=== Data section ===

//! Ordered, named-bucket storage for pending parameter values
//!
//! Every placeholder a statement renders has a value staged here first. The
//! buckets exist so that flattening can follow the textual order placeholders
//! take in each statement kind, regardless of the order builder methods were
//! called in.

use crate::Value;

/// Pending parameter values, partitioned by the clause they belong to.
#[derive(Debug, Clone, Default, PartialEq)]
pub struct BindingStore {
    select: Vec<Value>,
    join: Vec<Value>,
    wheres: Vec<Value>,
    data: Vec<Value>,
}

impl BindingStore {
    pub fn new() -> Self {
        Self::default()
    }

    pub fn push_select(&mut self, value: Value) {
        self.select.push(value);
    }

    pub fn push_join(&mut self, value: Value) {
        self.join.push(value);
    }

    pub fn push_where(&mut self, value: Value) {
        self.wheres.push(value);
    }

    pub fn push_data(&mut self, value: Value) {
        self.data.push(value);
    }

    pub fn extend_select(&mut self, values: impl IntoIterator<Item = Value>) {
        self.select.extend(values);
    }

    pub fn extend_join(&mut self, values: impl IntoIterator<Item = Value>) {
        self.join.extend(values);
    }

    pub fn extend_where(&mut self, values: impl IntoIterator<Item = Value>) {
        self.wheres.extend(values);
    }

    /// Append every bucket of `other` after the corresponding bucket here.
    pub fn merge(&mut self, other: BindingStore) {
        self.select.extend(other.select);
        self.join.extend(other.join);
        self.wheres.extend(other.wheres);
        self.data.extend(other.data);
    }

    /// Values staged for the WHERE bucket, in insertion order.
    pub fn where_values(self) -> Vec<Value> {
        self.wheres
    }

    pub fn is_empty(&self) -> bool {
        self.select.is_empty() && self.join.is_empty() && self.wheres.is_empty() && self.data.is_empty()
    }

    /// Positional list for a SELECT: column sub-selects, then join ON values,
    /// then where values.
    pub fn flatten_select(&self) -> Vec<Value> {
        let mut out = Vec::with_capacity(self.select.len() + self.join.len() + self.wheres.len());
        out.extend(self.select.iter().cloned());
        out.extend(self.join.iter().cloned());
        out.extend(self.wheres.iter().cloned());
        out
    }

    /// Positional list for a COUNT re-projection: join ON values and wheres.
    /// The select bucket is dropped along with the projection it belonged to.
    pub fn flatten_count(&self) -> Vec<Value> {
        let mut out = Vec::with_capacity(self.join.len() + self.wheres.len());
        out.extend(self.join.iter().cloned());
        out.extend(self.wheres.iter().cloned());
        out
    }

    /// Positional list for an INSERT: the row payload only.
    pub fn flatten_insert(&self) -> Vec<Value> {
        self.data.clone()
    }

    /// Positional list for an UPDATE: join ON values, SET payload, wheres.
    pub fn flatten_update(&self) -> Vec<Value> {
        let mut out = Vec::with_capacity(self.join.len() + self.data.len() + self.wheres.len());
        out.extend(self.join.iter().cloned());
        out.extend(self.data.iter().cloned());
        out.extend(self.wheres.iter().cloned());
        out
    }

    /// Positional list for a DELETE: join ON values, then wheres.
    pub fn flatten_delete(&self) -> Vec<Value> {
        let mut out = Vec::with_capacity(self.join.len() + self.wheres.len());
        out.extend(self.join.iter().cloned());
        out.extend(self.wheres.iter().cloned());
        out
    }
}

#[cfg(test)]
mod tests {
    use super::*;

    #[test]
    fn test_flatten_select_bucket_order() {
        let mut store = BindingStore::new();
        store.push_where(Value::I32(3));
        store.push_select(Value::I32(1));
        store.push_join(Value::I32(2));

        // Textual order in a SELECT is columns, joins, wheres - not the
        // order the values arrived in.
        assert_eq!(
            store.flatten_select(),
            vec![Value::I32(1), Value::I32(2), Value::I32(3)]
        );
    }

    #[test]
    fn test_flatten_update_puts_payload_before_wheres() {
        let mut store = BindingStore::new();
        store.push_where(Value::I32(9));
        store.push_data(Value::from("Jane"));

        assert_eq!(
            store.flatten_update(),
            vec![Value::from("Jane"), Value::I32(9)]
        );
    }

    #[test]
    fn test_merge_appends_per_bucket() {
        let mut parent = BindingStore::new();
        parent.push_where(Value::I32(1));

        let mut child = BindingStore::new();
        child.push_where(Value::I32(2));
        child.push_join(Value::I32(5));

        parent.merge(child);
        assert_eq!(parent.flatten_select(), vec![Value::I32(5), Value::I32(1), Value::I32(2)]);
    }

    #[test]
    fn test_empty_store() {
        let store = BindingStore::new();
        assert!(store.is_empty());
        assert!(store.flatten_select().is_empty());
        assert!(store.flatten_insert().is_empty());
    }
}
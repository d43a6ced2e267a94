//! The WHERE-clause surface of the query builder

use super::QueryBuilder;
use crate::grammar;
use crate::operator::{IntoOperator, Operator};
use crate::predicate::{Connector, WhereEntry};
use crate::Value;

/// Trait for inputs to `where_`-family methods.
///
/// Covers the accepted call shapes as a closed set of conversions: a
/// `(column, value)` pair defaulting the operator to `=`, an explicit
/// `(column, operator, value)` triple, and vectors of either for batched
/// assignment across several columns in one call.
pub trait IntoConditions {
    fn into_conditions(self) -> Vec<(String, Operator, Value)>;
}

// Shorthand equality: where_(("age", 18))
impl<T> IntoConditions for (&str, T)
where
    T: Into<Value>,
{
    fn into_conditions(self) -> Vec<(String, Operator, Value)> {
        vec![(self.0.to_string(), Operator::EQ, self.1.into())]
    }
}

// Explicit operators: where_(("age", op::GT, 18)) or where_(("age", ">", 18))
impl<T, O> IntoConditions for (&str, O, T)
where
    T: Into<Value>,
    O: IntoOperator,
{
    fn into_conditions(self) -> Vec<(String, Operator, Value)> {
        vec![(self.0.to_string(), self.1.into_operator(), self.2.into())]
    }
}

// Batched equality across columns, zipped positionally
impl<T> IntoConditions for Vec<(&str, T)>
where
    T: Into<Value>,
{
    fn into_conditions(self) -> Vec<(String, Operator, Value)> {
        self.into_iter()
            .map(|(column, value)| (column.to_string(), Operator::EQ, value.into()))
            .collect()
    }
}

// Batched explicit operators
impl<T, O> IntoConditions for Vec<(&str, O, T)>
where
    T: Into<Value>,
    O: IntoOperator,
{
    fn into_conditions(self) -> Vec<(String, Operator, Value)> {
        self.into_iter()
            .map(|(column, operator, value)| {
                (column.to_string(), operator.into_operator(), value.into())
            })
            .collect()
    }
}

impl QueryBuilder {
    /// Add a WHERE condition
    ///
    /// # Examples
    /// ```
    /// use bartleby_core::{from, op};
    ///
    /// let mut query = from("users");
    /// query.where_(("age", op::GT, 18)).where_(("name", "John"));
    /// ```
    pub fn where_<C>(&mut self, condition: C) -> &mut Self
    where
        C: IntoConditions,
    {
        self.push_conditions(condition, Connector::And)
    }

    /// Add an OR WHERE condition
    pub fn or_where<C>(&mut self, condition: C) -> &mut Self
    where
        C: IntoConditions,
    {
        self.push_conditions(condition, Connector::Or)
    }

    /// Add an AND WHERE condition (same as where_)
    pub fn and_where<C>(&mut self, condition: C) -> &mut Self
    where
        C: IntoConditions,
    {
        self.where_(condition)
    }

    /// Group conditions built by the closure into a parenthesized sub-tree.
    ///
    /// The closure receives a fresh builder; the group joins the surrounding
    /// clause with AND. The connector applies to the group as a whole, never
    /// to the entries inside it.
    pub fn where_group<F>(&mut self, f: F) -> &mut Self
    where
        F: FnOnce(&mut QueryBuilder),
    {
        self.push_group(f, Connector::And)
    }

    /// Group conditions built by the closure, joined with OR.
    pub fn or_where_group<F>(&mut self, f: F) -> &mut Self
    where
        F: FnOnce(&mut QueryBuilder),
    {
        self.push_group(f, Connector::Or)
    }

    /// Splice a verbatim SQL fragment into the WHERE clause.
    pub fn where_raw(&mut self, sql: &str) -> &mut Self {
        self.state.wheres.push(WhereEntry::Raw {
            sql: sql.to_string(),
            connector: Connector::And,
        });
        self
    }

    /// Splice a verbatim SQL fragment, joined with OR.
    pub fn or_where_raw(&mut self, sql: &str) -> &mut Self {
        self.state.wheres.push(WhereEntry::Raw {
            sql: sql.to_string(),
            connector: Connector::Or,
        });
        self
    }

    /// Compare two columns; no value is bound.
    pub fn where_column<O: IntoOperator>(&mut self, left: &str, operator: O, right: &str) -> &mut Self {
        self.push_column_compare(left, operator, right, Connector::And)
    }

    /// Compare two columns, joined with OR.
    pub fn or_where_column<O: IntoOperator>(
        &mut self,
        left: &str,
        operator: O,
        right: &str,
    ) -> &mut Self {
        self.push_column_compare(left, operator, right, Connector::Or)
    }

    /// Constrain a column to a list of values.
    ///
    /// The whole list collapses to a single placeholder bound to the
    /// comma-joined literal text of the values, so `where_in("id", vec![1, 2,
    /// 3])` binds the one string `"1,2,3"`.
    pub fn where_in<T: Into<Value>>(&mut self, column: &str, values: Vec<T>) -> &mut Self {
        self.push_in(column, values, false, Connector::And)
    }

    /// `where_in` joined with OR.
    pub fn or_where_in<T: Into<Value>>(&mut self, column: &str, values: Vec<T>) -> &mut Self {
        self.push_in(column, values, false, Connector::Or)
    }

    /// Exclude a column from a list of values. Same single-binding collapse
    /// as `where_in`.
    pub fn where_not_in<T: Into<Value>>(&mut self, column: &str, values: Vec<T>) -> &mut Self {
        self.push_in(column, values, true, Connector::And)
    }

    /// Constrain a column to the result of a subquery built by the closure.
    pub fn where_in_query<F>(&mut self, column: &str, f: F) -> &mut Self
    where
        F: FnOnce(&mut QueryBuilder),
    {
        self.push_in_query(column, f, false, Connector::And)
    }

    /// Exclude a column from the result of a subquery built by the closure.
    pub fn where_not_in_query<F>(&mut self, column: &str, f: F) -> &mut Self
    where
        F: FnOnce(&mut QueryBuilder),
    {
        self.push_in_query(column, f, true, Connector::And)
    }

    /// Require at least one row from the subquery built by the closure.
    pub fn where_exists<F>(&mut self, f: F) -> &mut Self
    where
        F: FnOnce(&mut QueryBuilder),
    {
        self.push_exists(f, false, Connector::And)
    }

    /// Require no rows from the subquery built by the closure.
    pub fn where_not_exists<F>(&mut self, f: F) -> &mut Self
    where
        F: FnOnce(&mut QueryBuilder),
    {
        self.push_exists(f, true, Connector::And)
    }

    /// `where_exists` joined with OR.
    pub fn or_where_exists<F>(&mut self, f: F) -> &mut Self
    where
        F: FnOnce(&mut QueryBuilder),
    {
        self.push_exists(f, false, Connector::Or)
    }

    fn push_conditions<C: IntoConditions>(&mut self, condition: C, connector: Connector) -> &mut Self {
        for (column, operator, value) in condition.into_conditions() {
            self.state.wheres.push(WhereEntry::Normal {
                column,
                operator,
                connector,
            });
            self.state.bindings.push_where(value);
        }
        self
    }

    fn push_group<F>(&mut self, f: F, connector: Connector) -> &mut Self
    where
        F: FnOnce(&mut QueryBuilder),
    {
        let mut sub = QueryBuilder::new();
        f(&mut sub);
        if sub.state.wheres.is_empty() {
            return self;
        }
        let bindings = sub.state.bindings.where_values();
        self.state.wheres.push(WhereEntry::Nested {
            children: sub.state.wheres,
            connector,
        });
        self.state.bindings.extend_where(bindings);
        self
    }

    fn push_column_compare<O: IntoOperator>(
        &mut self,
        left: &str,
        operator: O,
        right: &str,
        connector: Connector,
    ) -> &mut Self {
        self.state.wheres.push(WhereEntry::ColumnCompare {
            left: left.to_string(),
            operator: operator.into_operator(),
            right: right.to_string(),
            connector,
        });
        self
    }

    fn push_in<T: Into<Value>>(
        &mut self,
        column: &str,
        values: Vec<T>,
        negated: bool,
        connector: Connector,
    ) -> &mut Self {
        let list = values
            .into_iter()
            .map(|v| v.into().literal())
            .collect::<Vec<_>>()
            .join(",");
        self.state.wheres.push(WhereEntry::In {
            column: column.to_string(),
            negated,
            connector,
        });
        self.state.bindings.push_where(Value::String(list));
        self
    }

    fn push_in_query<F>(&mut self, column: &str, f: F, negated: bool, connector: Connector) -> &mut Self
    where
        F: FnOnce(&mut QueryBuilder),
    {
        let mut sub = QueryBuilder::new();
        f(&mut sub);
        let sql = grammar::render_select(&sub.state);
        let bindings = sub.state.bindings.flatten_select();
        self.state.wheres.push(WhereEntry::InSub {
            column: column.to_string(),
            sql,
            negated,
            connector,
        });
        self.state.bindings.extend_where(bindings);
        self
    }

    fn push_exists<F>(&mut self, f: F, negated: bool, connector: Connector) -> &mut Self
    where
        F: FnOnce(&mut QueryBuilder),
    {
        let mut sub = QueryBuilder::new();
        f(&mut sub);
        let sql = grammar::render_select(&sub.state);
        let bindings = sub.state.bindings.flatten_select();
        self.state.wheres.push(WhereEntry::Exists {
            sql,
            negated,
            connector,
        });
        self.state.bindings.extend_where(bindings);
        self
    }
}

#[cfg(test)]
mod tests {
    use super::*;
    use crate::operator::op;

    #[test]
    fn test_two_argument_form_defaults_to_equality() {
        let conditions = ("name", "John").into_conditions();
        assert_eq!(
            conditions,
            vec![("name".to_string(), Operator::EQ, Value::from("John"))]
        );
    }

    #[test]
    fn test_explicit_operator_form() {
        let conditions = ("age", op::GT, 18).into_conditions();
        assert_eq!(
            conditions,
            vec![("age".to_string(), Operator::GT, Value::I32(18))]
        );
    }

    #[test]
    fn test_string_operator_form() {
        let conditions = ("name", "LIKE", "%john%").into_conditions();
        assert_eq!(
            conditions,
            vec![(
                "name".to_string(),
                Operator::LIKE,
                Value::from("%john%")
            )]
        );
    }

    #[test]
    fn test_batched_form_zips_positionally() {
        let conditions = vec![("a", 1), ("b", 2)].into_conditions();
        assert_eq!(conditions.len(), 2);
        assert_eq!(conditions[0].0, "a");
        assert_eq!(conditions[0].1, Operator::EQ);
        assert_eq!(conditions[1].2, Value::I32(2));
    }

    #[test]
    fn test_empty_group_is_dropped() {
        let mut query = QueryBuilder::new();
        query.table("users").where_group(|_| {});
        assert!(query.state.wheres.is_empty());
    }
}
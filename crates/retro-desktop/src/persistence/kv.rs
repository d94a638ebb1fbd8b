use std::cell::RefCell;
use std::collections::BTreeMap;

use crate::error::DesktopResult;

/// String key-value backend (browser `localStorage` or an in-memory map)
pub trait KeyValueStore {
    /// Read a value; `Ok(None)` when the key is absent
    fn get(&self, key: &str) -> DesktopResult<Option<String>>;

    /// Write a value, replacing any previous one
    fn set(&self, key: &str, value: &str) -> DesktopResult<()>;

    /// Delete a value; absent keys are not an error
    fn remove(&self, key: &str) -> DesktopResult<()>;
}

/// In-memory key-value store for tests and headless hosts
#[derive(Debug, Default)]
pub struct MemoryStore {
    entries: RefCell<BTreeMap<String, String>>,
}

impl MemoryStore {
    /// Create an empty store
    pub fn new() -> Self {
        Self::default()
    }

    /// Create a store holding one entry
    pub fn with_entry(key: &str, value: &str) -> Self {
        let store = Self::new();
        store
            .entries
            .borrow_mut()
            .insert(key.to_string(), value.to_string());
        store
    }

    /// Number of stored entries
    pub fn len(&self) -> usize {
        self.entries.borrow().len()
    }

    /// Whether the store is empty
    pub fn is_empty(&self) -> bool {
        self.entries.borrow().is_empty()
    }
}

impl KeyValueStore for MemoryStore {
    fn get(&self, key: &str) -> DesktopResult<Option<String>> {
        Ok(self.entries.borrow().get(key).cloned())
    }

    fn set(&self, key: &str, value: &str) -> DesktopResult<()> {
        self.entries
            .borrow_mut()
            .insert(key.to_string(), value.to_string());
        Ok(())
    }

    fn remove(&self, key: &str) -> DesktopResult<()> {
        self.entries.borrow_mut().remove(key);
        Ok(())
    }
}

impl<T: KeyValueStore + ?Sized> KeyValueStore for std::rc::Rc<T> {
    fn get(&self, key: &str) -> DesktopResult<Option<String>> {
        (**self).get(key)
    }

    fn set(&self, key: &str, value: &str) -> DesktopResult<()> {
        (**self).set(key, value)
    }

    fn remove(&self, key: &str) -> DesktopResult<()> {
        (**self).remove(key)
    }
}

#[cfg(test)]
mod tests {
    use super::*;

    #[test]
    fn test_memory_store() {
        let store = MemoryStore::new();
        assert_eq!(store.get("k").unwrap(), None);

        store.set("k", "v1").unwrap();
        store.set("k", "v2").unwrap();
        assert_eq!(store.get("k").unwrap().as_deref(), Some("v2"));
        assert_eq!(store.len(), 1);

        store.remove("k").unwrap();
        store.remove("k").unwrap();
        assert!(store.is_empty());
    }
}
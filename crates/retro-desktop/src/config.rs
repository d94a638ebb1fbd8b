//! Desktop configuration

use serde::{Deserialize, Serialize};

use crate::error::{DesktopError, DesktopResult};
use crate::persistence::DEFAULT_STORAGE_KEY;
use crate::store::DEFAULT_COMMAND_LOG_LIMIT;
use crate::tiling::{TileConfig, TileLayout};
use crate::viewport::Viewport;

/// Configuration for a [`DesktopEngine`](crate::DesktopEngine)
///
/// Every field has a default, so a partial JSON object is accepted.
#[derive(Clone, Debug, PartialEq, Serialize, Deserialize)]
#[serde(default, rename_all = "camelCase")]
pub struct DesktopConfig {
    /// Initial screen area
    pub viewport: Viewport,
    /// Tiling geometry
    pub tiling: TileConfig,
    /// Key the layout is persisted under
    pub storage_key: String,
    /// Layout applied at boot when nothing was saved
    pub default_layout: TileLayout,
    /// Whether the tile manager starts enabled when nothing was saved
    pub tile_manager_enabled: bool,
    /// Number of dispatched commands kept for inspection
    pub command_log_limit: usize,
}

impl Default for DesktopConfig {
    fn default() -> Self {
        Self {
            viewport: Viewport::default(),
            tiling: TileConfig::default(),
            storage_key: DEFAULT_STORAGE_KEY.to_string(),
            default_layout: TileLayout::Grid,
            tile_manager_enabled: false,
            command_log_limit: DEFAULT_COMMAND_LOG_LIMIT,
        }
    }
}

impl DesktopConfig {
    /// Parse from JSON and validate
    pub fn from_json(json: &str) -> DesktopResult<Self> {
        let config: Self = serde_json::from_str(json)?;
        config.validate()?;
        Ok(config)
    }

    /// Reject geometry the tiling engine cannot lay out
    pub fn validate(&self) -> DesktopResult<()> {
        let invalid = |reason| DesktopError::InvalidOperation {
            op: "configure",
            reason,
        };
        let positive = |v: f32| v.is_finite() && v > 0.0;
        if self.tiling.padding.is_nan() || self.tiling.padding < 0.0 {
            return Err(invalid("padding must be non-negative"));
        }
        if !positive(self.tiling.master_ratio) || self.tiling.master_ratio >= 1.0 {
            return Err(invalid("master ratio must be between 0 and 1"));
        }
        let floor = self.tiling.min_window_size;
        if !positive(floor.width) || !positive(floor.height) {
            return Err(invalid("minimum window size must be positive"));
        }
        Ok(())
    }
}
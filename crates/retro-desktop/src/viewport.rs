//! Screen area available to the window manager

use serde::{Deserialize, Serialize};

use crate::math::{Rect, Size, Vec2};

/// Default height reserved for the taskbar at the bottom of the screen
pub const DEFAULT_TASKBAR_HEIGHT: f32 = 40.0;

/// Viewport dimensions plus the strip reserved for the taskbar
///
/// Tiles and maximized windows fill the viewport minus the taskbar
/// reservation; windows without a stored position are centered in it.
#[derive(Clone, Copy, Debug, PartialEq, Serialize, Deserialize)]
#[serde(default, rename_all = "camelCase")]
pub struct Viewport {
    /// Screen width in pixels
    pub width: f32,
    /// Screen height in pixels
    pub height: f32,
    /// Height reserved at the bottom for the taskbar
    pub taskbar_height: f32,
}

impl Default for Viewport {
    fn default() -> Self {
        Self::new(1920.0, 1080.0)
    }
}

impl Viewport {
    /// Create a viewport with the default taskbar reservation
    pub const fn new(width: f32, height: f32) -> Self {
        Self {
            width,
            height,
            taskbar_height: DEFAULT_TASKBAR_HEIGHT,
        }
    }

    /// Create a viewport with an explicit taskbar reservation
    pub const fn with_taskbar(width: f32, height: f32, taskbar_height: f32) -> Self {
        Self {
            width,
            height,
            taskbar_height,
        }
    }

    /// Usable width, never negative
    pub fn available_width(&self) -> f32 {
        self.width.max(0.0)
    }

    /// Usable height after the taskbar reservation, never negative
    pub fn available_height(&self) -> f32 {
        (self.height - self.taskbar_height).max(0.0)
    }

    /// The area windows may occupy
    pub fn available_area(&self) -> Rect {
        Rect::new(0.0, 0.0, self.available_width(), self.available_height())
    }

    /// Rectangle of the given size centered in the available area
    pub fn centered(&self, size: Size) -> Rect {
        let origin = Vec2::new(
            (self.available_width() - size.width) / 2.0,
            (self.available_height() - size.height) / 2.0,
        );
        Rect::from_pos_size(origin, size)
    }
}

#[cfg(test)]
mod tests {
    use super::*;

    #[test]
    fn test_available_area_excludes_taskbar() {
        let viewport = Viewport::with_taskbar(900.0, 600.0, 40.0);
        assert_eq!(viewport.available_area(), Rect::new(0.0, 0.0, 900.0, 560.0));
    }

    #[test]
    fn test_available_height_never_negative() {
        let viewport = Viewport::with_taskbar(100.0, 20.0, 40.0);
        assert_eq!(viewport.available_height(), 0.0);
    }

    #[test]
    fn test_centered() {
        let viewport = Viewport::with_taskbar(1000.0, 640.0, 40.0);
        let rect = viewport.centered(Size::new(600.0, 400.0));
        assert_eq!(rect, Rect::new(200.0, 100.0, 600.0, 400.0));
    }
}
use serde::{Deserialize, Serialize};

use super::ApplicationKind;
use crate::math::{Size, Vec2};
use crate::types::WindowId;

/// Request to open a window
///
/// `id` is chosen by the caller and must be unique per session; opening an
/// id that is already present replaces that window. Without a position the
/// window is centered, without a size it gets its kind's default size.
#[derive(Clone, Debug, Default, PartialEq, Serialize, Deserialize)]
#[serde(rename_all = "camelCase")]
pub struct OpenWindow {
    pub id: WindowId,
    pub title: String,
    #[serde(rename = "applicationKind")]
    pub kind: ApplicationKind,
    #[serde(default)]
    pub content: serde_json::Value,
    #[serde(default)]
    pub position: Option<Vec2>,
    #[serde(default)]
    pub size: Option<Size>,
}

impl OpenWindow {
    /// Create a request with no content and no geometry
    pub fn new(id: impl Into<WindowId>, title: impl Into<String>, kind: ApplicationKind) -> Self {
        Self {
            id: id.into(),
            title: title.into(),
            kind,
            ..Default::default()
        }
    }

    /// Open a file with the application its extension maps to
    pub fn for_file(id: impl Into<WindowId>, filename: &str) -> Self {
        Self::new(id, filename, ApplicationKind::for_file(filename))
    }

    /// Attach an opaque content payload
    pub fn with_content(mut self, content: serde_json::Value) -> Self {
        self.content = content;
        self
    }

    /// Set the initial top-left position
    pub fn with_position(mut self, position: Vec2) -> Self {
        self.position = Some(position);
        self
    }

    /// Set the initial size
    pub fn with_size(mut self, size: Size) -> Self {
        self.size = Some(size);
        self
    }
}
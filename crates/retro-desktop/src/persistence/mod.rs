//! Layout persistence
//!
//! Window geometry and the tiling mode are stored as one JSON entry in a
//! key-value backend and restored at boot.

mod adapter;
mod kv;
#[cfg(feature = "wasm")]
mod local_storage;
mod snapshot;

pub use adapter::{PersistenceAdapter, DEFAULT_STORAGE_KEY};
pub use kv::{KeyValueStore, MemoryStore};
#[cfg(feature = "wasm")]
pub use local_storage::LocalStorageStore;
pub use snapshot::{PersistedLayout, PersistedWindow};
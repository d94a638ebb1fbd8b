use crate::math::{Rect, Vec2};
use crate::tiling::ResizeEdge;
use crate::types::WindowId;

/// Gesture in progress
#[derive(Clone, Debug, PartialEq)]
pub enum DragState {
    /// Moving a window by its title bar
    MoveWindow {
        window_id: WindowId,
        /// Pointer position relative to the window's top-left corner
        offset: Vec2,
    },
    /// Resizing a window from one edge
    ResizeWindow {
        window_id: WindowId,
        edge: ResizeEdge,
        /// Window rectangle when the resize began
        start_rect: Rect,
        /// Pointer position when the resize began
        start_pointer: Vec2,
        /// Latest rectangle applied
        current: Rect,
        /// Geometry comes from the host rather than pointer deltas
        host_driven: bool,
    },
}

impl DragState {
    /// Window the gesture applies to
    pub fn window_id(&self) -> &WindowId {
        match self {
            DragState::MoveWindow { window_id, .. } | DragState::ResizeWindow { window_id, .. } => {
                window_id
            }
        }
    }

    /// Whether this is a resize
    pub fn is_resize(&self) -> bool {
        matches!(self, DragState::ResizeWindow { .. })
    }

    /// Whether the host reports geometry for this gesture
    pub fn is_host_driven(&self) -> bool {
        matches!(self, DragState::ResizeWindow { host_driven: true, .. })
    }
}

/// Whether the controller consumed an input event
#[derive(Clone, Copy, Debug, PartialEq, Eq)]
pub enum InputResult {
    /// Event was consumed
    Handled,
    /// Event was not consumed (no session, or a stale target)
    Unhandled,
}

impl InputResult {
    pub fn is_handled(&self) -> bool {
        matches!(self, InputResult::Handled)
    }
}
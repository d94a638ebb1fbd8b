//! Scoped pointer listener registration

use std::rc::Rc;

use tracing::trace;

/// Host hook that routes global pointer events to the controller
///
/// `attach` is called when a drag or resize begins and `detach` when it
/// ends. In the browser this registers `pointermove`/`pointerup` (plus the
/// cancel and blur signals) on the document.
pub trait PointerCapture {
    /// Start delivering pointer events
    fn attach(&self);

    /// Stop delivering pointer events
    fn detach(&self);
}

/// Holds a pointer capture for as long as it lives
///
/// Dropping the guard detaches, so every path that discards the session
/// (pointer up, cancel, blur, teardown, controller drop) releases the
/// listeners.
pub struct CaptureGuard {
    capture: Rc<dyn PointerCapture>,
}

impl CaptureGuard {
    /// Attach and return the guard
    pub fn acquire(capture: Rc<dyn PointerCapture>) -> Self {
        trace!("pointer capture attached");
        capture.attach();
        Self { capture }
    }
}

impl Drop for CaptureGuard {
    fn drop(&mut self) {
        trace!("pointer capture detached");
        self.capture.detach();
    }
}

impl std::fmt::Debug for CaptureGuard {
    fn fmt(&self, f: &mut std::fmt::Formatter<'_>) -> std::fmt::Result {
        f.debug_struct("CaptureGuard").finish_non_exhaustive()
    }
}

===

Exercise objective: From the entries above, return each line with the word "MemoryStore" in it.

Answer box:
pub struct MemoryStore {
impl MemoryStore {
impl KeyValueStore for MemoryStore {
        let store = MemoryStore::new();
pub use kv::{KeyValueStore, MemoryStore};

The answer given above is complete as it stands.